◆ Problem requirements ◆
Retype every record below exactly as it appears.

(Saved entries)
--------------------------------

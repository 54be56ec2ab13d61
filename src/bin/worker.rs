use std::{sync::Arc, time::Duration};

use tokio::signal;
use tracing_subscriber::EnvFilter;

use eligibility::{
    config::AppConfig, db, default_handlers, dryrun::DryRunner, flags::FlagSet, ingest::Ingestor,
    storage::S3Storage, store::PgStore, Worker, WorkerContext,
};

#[tokio::main]
async fn main() -> anyhow::Result<()> {
    dotenv::dotenv().ok();
    init_tracing();

    let config = AppConfig::from_env()?;
    tracing::info!(
        component = "worker",
        database_url = %config.redacted_database_url(),
        pool_size = config.database_max_pool_size,
        s3_bucket = %config.s3_bucket,
        dry_run_bucket = %config.dry_run_bucket,
        ingest_batch_size = config.ingest_batch_size,
        "loaded eligibility configuration"
    );
    let pool = db::init_pool_with_size(&config.database_url, config.database_max_pool_size)?;
    db::run_migrations(&pool)?;

    let (storage, dry_run_storage) = S3Storage::census_and_dry_run(&config).await;
    let (storage, dry_run_storage) = (Arc::new(storage), Arc::new(dry_run_storage));
    let store = Arc::new(PgStore::new(pool.clone()));
    let flags = Arc::new(FlagSet::from_json(&config.feature_flags)?);

    let context = Arc::new(WorkerContext {
        ingestor: Ingestor::new(store.clone(), storage, flags.clone(), &config),
        dry_runner: DryRunner::new(store.clone(), dry_run_storage, flags, &config),
        pre_verify_batch_size: config.pre_verify_batch_size,
        store,
    });
    let worker = Worker::new(pool, context, default_handlers(), Duration::from_secs(2));

    tokio::select! {
        _ = worker.run() => {}
        _ = signal::ctrl_c() => {
            tracing::info!("worker received shutdown signal");
        }
    }

    Ok(())
}

fn init_tracing() {
    let filter = EnvFilter::try_from_default_env().unwrap_or_else(|_| EnvFilter::new("info"));
    tracing_subscriber::fmt()
        .with_env_filter(filter)
        .with_target(false)
        .compact()
        .init();
}
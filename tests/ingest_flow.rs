mod common;

use std::collections::HashMap;

use anyhow::Result;
use axum::http::StatusCode;
use chrono::{Duration, Utc};
use common::TestApp;
use eligibility::domain::NewPopulation;
use eligibility::ingest::ProcessingResult;
use eligibility::store::{MemberSource, RecordStore};
use serde_json::json;

const CENSUS: &str = "employee_id,employee_first_name,employee_last_name,date_of_birth,email,work_state,custom_attributes.employment_status,custom_attributes.group_number
c1,Jane,Doe,1985-06-02,jane@acme.com,NY,Full,2
c2,John,Roe,1979-01-20,john@acme.com,NY,Part,1
c3,Ann,Poe,not-a-date,ann@acme.com,NY,Full,3";

#[tokio::test]
async fn ingested_census_is_immediately_searchable() -> Result<()> {
    let app = TestApp::new();
    app.organization(1).await;
    let file_id = app.upload(1, "org1/census.csv", CENSUS).await;

    let report = app.ingestor().ingest_file(file_id).await?;
    assert_eq!(report.result, ProcessingResult::ProcessingSuccessful);

    let file = app.store.get_file(file_id).await?.expect("file row");
    assert_eq!(file.raw_count, Some(3));
    assert_eq!(file.success_count, Some(2));
    assert_eq!(file.failure_count, Some(1));
    assert!(file.completed_at.is_some());
    assert_eq!(app.store.parse_errors_for_file(file_id).await?.len(), 1);
    assert_eq!(
        app.store
            .members_for_org(MemberSource::Versioned, 1)
            .await?
            .len(),
        2
    );

    let (status, body) = app
        .rpc(
            "CheckStandardEligibility",
            &json!({"date_of_birth": "1985-06-02", "company_email": "jane@acme.com"}),
        )
        .await?;
    assert_eq!(status, StatusCode::OK, "{body}");
    assert_eq!(body["unique_corp_id"], "c1");
    assert_eq!(body["work_state"], "NY");
    Ok(())
}

#[tokio::test]
async fn reingesting_a_completed_file_is_a_no_op() -> Result<()> {
    let app = TestApp::new();
    app.organization(1).await;
    let file_id = app.upload(1, "org1/census.csv", CENSUS).await;

    app.ingestor().ingest_file(file_id).await?;
    let before = app
        .store
        .members_for_org(MemberSource::Versioned, 1)
        .await?;

    let report = app.ingestor().ingest_file(file_id).await?;
    assert_eq!(report.result, ProcessingResult::ProcessingSuccessful);
    let after = app
        .store
        .members_for_org(MemberSource::Versioned, 1)
        .await?;
    assert_eq!(before.len(), after.len());
    Ok(())
}

#[tokio::test]
async fn missing_blob_leaves_the_file_open() -> Result<()> {
    let app = TestApp::new();
    app.organization(1).await;
    let file_id = app
        .store
        .persist_file(eligibility::domain::NewFile {
            organization_id: 1,
            name: "org1/never-uploaded.csv".into(),
            encoding: "utf-8".into(),
        })
        .await?
        .id;

    let report = app.ingestor().ingest_file(file_id).await?;
    assert_eq!(report.result, ProcessingResult::FileMissing);
    let file = app.store.get_file(file_id).await?.expect("file row");
    assert!(file.completed_at.is_none());
    Ok(())
}

#[tokio::test]
async fn dry_run_writes_reports_without_touching_members() -> Result<()> {
    let app = TestApp::new();
    app.organization(1).await;
    app.store
        .persist_population(NewPopulation {
            organization_id: 1,
            activated_at: Some(Utc::now() - Duration::days(1)),
            deactivated_at: None,
            sub_pop_lookup_keys_csv:
                "work_state,custom_attributes.employment_status,custom_attributes.group_number"
                    .into(),
            sub_pop_lookup_map_json: json!({"NY": {"Full": {"2": 102, "3": 103}}}),
            advanced: false,
        })
        .await?;
    app.storage.insert("dryrun/1_census.csv", CENSUS).await;

    let report = app
        .dry_runner()
        .run("dryrun/1_census.csv", &HashMap::new())
        .await?;
    assert_eq!(report.result, ProcessingResult::ProcessingSuccessful);
    assert_eq!(report.file_parse_errors.len(), 1);
    assert_eq!(report.no_population.len(), 1);
    assert_eq!(report.no_population[0].unique_corp_id, "c2");

    let summary = app
        .storage
        .text("dryrun/reports/1_census/summary.txt")
        .await
        .expect("summary report");
    assert!(summary.contains("population 102 has 1 members"));
    let errors = app
        .storage
        .text("dryrun/reports/1_census/errors.csv")
        .await
        .expect("errors report");
    assert!(errors.contains("c3"));
    assert!(app
        .storage
        .text("dryrun/reports/1_census/1_non_pop_member.csv")
        .await
        .is_some());

    assert!(app
        .store
        .members_for_org(MemberSource::Versioned, 1)
        .await?
        .is_empty());
    Ok(())
}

--------------------------------

◆ Result ◆
repository 54be56ec2ab13d61
filename src/bin/worker.rs
use std::{sync::Arc, time::Duration};

use tokio::signal;
use tracing_subscriber::EnvFilter;

use eligibility::{
    config::AppConfig, db, default_handlers, dryrun::DryRunner, flags::FlagSet, ingest::Ingestor,
    storage::S3Storage, store::PgStore, Worker, WorkerContext,
};

#[tokio::main]
async fn main() -> anyhow::Result<()> {
    dotenv::dotenv().ok();
    init_tracing();

    let config = AppConfig::from_env()?;
    tracing::info!(
        component = "worker",
        database_url = %config.redacted_database_url(),
        pool_size = config.database_max_pool_size,
        s3_bucket = %config.s3_bucket,
        dry_run_bucket = %config.dry_run_bucket,
        ingest_batch_size = config.ingest_batch_size,
        "loaded eligibility configuration"
    );
    let pool = db::init_pool_with_size(&config.database_url, config.database_max_pool_size)?;
    db::run_migrations(&pool)?;

    let (storage, dry_run_storage) = S3Storage::census_and_dry_run(&config).await;
    let (storage, dry_run_storage) = (Arc::new(storage), Arc::new(dry_run_storage));
    let store = Arc::new(PgStore::new(pool.clone()));
    let flags = Arc::new(FlagSet::from_json(&config.feature_flags)?);

    let context = Arc::new(WorkerContext {
        ingestor: Ingestor::new(store.clone(), storage, flags.clone(), &config),
        dry_runner: DryRunner::new(store.clone(), dry_run_storage, flags, &config),
        pre_verify_batch_size: config.pre_verify_batch_size,
        store,
    });
    let worker = Worker::new(pool, context, default_handlers(), Duration::from_secs(2));

    tokio::select! {
        _ = worker.run() => {}
        _ = signal::ctrl_c() => {
            tracing::info!("worker received shutdown signal");
        }
    }

    Ok(())
}

fn init_tracing() {
    let filter = EnvFilter::try_from_default_env().unwrap_or_else(|_| EnvFilter::new("info"));
    tracing_subscriber::fmt()
        .with_env_filter(filter)
        .with_target(false)
        .compact()
        .init();
}
filename tests/ingest_flow.rs
mod common;

use std::collections::HashMap;

use anyhow::Result;
use axum::http::StatusCode;
use chrono::{Duration, Utc};
use common::TestApp;
use eligibility::domain::NewPopulation;
use eligibility::ingest::ProcessingResult;
use eligibility::store::{MemberSource, RecordStore};
use serde_json::json;

const CENSUS: &str = "employee_id,employee_first_name,employee_last_name,date_of_birth,email,work_state,custom_attributes.employment_status,custom_attributes.group_number
c1,Jane,Doe,1985-06-02,jane@acme.com,NY,Full,2
c2,John,Roe,1979-01-20,john@acme.com,NY,Part,1
c3,Ann,Poe,not-a-date,ann@acme.com,NY,Full,3";

#[tokio::test]
async fn ingested_census_is_immediately_searchable() -> Result<()> {
    let app = TestApp::new();
    app.organization(1).await;
    let file_id = app.upload(1, "org1/census.csv", CENSUS).await;

    let report = app.ingestor().ingest_file(file_id).await?;
    assert_eq!(report.result, ProcessingResult::ProcessingSuccessful);

    let file = app.store.get_file(file_id).await?.expect("file row");
    assert_eq!(file.raw_count, Some(3));
    assert_eq!(file.success_count, Some(2));
    assert_eq!(file.failure_count, Some(1));
    assert!(file.completed_at.is_some());
    assert_eq!(app.store.parse_errors_for_file(file_id).await?.len(), 1);
    assert_eq!(
        app.store
            .members_for_org(MemberSource::Versioned, 1)
            .await?
            .len(),
        2
    );

    let (status, body) = app
        .rpc(
            "CheckStandardEligibility",
            &json!({"date_of_birth": "1985-06-02", "company_email": "jane@acme.com"}),
        )
        .await?;
    assert_eq!(status, StatusCode::OK, "{body}");
    assert_eq!(body["unique_corp_id"], "c1");
    assert_eq!(body["work_state"], "NY");
    Ok(())
}

#[tokio::test]
async fn reingesting_a_completed_file_is_a_no_op() -> Result<()> {
    let app = TestApp::new();
    app.organization(1).await;
    let file_id = app.upload(1, "org1/census.csv", CENSUS).await;

    app.ingestor().ingest_file(file_id).await?;
    let before = app
        .store
        .members_for_org(MemberSource::Versioned, 1)
        .await?;

    let report = app.ingestor().ingest_file(file_id).await?;
    assert_eq!(report.result, ProcessingResult::ProcessingSuccessful);
    let after = app
        .store
        .members_for_org(MemberSource::Versioned, 1)
        .await?;
    assert_eq!(before.len(), after.len());
    Ok(())
}

#[tokio::test]
async fn missing_blob_leaves_the_file_open() -> Result<()> {
    let app = TestApp::new();
    app.organization(1).await;
    let file_id = app
        .store
        .persist_file(eligibility::domain::NewFile {
            organization_id: 1,
            name: "org1/never-uploaded.csv".into(),
            encoding: "utf-8".into(),
        })
        .await?
        .id;

    let report = app.ingestor().ingest_file(file_id).await?;
    assert_eq!(report.result, ProcessingResult::FileMissing);
    let file = app.store.get_file(file_id).await?.expect("file row");
    assert!(file.completed_at.is_none());
    Ok(())
}

#[tokio::test]
async fn dry_run_writes_reports_without_touching_members() -> Result<()> {
    let app = TestApp::new();
    app.organization(1).await;
    app.store
        .persist_population(NewPopulation {
            organization_id: 1,
            activated_at: Some(Utc::now() - Duration::days(1)),
            deactivated_at: None,
            sub_pop_lookup_keys_csv:
                "work_state,custom_attributes.employment_status,custom_attributes.group_number"
                    .into(),
            sub_pop_lookup_map_json: json!({"NY": {"Full": {"2": 102, "3": 103}}}),
            advanced: false,
        })
        .await?;
    app.storage.insert("dryrun/1_census.csv", CENSUS).await;

    let report = app
        .dry_runner()
        .run("dryrun/1_census.csv", &HashMap::new())
        .await?;
    assert_eq!(report.result, ProcessingResult::ProcessingSuccessful);
    assert_eq!(report.file_parse_errors.len(), 1);
    assert_eq!(report.no_population.len(), 1);
    assert_eq!(report.no_population[0].unique_corp_id, "c2");

    let summary = app
        .storage
        .text("dryrun/reports/1_census/summary.txt")
        .await
        .expect("summary report");
    assert!(summary.contains("population 102 has 1 members"));
    let errors = app
        .storage
        .text("dryrun/reports/1_census/errors.csv")
        .await
        .expect("errors report");
    assert!(errors.contains("c3"));
    assert!(app
        .storage
        .text("dryrun/reports/1_census/1_non_pop_member.csv")
        .await
        .is_some());

    assert!(app
        .store
        .members_for_org(MemberSource::Versioned, 1)
        .await?
        .is_empty());
    Ok(())
}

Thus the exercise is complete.